Le concept insidieux









Alors qu'il s'attelait à l'écriture d'un récit qu'il voulait dogmatique, le romancier se trouva embarrassé. Il restait figé devant sa machine à écrire (une machine sans marque) parvenu au tiers d'une page qui ne progressait plus, alors qu'il s'était figuré qu'il passerait un moment agréable à ciseler son style. Mais non, il restait impuissant à affronter l'épreuve qu'il pressentait. Ainsi, il lui faudrait décrire de façon explicite les manières de l'inconnu qui était venu en aide à son héros, la frénésie de ses façons, la rugosité de ses mœurs

Ole Berne éprouva une vague d'écœurement. Le tableau inachevé qu'il avait sous les yeux lui donnait le sentiment d'être parvenu à un point de non-retour. L'expérience remettait en question de façon irrévocable les quelques préceptes qu'il avait réussi à se forger, dans le marasme de ce projet qui n'avancerait plus jamais, c'était certain !

L'auteur restait muet et figé devant la machine à écrire dont les touches étaient en outre de plus en plus difficiles à enfoncer.

Elles étaient prises dans une huile de cuisine dont l'écrivain peu soucieux de son outil de travail avait nourri le mécanisme au fil des jours. Les tiges métalliques baignaient désormais dans l'huile poisseuse où proliféraient de petites boules de poussière engluée. Or, les spéculations de l'écrivain s'immobilisaient de la même façon, le laissant incapable de constituer la moindre pensée.

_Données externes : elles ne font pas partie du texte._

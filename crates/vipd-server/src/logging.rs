use tracing_subscriber::EnvFilter;
use tracing_subscriber::prelude::*;

/// Filter used when `RUST_LOG` is unset or unparsable.
const DEFAULT_FILTER: &str = "info";

/// Installs the global subscriber: human-readable lines on stderr, filtered by
/// `RUST_LOG`.
///
/// Safe to call more than once; later calls leave the first subscriber in place.
pub fn init() {
    let filter =
        EnvFilter::try_from_default_env().unwrap_or_else(|_| EnvFilter::new(DEFAULT_FILTER));
    let fmt_layer = tracing_subscriber::fmt::layer()
        .with_writer(std::io::stderr)
        .with_target(false);

    // Err only means a subscriber is already installed.
    let _ = tracing_subscriber::registry()
        .with(filter)
        .with(fmt_layer)
        .try_init();
}

#[cfg(test)]
mod tests {
    use super::*;

    #[test]
    fn test_init_twice() {
        init();
        init();
        tracing::info!("still logging");
    }
}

Il voulut mettre fin au projet, considérant qu'il n'y avait plus d'œuvre. Elle s'était enfoncée dans le marasme de la réalité ambiante. Un marasme qui, certes, devait bien signifier quelque chose de la structure sociale ! Mais il fallait la voir, cette structure sociale, condamnée à des soubresauts perpétuels et à ce que l'écrivain se félicitait d'appeler une agonie cyclique. Il s'arrêta mentalement sur cette notion qui le fit ricaner.

Il ne faudrait pas que l'on interprète cette notion dans le sens des crises économiques du genre de celles des années 1970, enfin !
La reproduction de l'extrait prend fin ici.